Thursday, March 30, 2006

Me, Myself & I: Prodigals All


I'm not sure what started me thinking about this, but the theme of the Prodigal Son has been surfacing in my life a lot lately. Instead of thinking of the prodigal as different people in a story, however, I've been thinking about it as different aspects of myself. I have a "good son" part of me that always tries to do everything right--that feeds the cows and does what's good and true. And I also have an "adventurous and carefree" self that sometimes wants to go off and climb mountains and wander through rainforests. There's a part of me that is really good at creating fantasy (especially when I'm hurt or scared) and there's a part of me that is firmly plugged into reality and knows what it means to have deep roots of faith. I'm rational and irrational; I'm logical and emotional; I'm body and spirit.

But the aspects of myself that I call "good" are much more welcome in my world than the parts that don't do things "right." My prodigal self needs to be able to come home hungry, having tried the wrong road and found it wanting, and find the true, warm, embracing love of a forgiving, understanding self that is eager to welcome those messy aspects back into the fullness of life. But all too often I think I behave like the jealous "good" brother in the story, wanting to tell the prodigal self that it didn't earn it's happiness; it doesn't deserve a break; it didn't do the right thing when push came to shove.

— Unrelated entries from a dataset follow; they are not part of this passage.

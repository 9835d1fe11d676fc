use crate::config::Preferences;
use crate::convert::{ConversionRequest, output_base_name};
use crate::pdf::{PdfDocument, TextSource};
use crate::tts::{VoiceInfo, VoiceParameters};
use anyhow::{Context, Result};
use console::style;
use dialoguer::{Confirm, Input, Select};
use std::path::PathBuf;

/// Chapter size offered when no preference exists yet.
const DEFAULT_PAGES_PER_CHAPTER: usize = 10;

/// Ask for every conversion setting, prefilled from `prefs`.
///
/// A `document` given on the command line is used as is instead of asking.
pub fn run_wizard(
    document: Option<PathBuf>,
    prefs: &Preferences,
    voices: &[VoiceInfo],
) -> Result<ConversionRequest> {
    print_header();

    // Step 1: Source document
    let document = match document {
        Some(path) => supplied_document(path)?,
        None => select_document()?,
    };
    let page_count = PdfDocument::open(&document)?.page_count();
    if page_count == 0 {
        anyhow::bail!("{} has no pages", document.display());
    }
    println!("  {} pages\n", style(page_count).bold());

    // Step 2: Page range
    let (start_page, end_page) = select_page_range(page_count)?;

    // Step 3: Chapters
    let chapter_size = select_chapter_size(prefs)?;

    // Step 4: Voice
    let voice = select_voice(prefs, voices)?;

    let rate: u32 = Input::new()
        .with_prompt("Speech rate (words per minute)")
        .default(prefs.rate)
        .validate_with(|rate: &u32| -> Result<(), String> {
            if *rate == 0 {
                Err("Rate must be positive".to_string())
            } else {
                Ok(())
            }
        })
        .interact_text()?;

    let pitch: f32 = Input::new()
        .with_prompt("Pitch (1.0 is normal)")
        .default(prefs.pitch)
        .validate_with(|pitch: &f32| -> Result<(), String> {
            if pitch.is_finite() && *pitch > 0.0 {
                Ok(())
            } else {
                Err("Pitch must be a positive number".to_string())
            }
        })
        .interact_text()?;

    // Step 5: Output
    let output_name: String = Input::new()
        .with_prompt("Output file name (without .mp3)")
        .default(crate::convert::DEFAULT_OUTPUT_NAME.to_string())
        .allow_empty(true)
        .interact_text()?;

    let open_after_save = Confirm::new()
        .with_prompt("Open the audio when done?")
        .default(prefs.open_after_save)
        .interact()?;

    let mut request = ConversionRequest::new(document);
    request.start_page = start_page;
    request.end_page = Some(end_page);
    request.chapter_size = chapter_size;
    request.voice = VoiceParameters::new(rate, pitch, voice)?;
    request.output_name = output_base_name(&output_name);
    request.open_after_save = open_after_save;

    // Step 6: Confirm
    print_summary(&request);
    if !Confirm::new()
        .with_prompt("Proceed with these settings?")
        .default(true)
        .interact()?
    {
        anyhow::bail!("Cancelled by user");
    }
    println!();

    Ok(request)
}

fn print_header() {
    println!();
    println!("{}", style("PDF to Audiobook Converter").cyan().bold());
    println!();
}

fn select_document() -> Result<PathBuf> {
    let path: String = Input::new()
        .with_prompt("Path to your PDF file")
        .validate_with(|input: &String| -> Result<(), String> {
            let path = PathBuf::from(input.trim());
            if path.is_file() {
                Ok(())
            } else {
                Err(format!("File not found: {}", path.display()))
            }
        })
        .interact_text()?;

    Ok(PathBuf::from(path.trim()))
}

fn supplied_document(path: PathBuf) -> Result<PathBuf> {
    if !path.is_file() {
        anyhow::bail!("File not found: {}", path.display());
    }
    println!("{} {}", style("Document:").bold(), path.display());
    Ok(path)
}

fn select_page_range(page_count: usize) -> Result<(usize, usize)> {
    let range: String = Input::new()
        .with_prompt(format!("Pages to convert (e.g. 3-7, 1 to {})", page_count))
        .default(format!("1-{}", page_count))
        .validate_with(move |input: &String| -> Result<(), String> {
            parse_page_range(input, page_count)
                .map(|_| ())
                .map_err(|e| e.to_string())
        })
        .interact_text()?;

    parse_page_range(&range, page_count)
}

fn select_chapter_size(prefs: &Preferences) -> Result<Option<usize>> {
    let split = Confirm::new()
        .with_prompt("Split into chapters (one audio file per group of pages)?")
        .default(prefs.pages_per_chapter.is_some())
        .interact()?;

    if !split {
        return Ok(None);
    }

    let size: usize = Input::new()
        .with_prompt("Pages per chapter")
        .default(prefs.pages_per_chapter.unwrap_or(DEFAULT_PAGES_PER_CHAPTER))
        .validate_with(|size: &usize| -> Result<(), String> {
            if *size >= 1 {
                Ok(())
            } else {
                Err("Must be at least 1".to_string())
            }
        })
        .interact_text()?;

    Ok(Some(size))
}

fn select_voice(prefs: &Preferences, voices: &[VoiceInfo]) -> Result<Option<String>> {
    if voices.is_empty() {
        return Ok(prefs.voice.clone());
    }

    let mut items = vec!["Engine default".to_string()];
    items.extend(voices.iter().enumerate().map(|(i, v)| voice_label(i, v)));

    let default = prefs
        .voice
        .as_deref()
        .and_then(|id| voices.iter().position(|v| v.id == id))
        .map(|i| i + 1)
        .unwrap_or(0);

    let selection = Select::new()
        .with_prompt("Select a voice")
        .items(&items)
        .default(default)
        .max_length(15)
        .interact()?;

    Ok(selection.checked_sub(1).map(|i| voices[i].id.clone()))
}

/// Label shown for a voice in lists, e.g. `Voice 3 - English (America) (Female) [en-us]`.
pub fn voice_label(index: usize, voice: &VoiceInfo) -> String {
    format!(
        "Voice {} - {} ({}) [{}]",
        index + 1,
        voice.name,
        voice.gender.as_deref().unwrap_or("Unknown"),
        voice.id
    )
}

/// Parse a page range like "3-7" or "5" and check start <= end <= page_count.
///
/// An empty answer selects every page.
pub fn parse_page_range(input: &str, page_count: usize) -> Result<(usize, usize)> {
    let input = input.trim();
    let (start, end) = if input.is_empty() {
        (1, page_count)
    } else if let Some((start, end)) = input.split_once('-') {
        let start: usize = start.trim().parse().context("Invalid start page")?;
        let end: usize = end.trim().parse().context("Invalid end page")?;
        (start, end)
    } else {
        let page: usize = input.parse().context("Invalid page number")?;
        (page, page)
    };

    if start == 0 || start > end || end > page_count {
        anyhow::bail!(
            "Page range must satisfy 1 <= start <= end <= {}",
            page_count
        );
    }
    Ok((start, end))
}

fn print_summary(request: &ConversionRequest) {
    println!();
    println!("{}", style("Settings").bold());
    println!("  Document: {}", request.document.display());
    println!(
        "  Pages:    {}-{}",
        request.start_page,
        request.end_page.unwrap_or(request.start_page)
    );
    match request.chapter_size {
        Some(size) => println!("  Chapters: {} pages each", size),
        None => println!("  Chapters: single file"),
    }
    println!(
        "  Voice:    {}",
        request.voice.voice.as_deref().unwrap_or("engine default")
    );
    println!("  Rate:     {}", request.voice.rate);
    println!("  Pitch:    {}", request.voice.pitch);
    println!("  Output:   {}.mp3", request.output_name);
    println!();
}

#[cfg(test)]
mod tests {
    use super::*;

    #[test]
    fn test_parse_page_range() {
        assert_eq!(parse_page_range("3-7", 10).unwrap(), (3, 7));
        assert_eq!(parse_page_range(" 2 - 2 ", 10).unwrap(), (2, 2));
        assert_eq!(parse_page_range("5", 10).unwrap(), (5, 5));
        assert_eq!(parse_page_range("", 10).unwrap(), (1, 10));
    }

    #[test]
    fn test_parse_page_range_rejects_bad_ranges() {
        assert!(parse_page_range("5-3", 10).is_err());
        assert!(parse_page_range("0-3", 10).is_err());
        assert!(parse_page_range("3-11", 10).is_err());
        assert!(parse_page_range("three", 10).is_err());
        assert!(parse_page_range("1-2-3", 10).is_err());
    }

    #[test]
    fn test_supplied_document_skips_prompt() {
        let dir = tempfile::TempDir::new().unwrap();
        let path = dir.path().join("book.pdf");
        std::fs::write(&path, b"%PDF-1.5").unwrap();

        assert_eq!(supplied_document(path.clone()).unwrap(), path);
        assert!(supplied_document(dir.path().join("missing.pdf")).is_err());
    }

    #[test]
    fn test_voice_label() {
        let voice = VoiceInfo {
            id: "en-us".to_string(),
            name: "English (America)".to_string(),
            gender: None,
        };
        assert_eq!(
            voice_label(2, &voice),
            "Voice 3 - English (America) (Unknown) [en-us]"
        );
    }
}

I'm so glad that Jesus told that story. He was talking about grace, mercy, forgiveness. He was talking about what matters--life, all of it--good, bad, messy, wonderful, upside-down, inside-out life. What matters is wholeness, not hiding, truth. When we can welcome those hidden or distanced (or rejected) parts of ourselves back into the family, simply because they exist, we will find what it means--in that very moment--to live Heaven on Earth.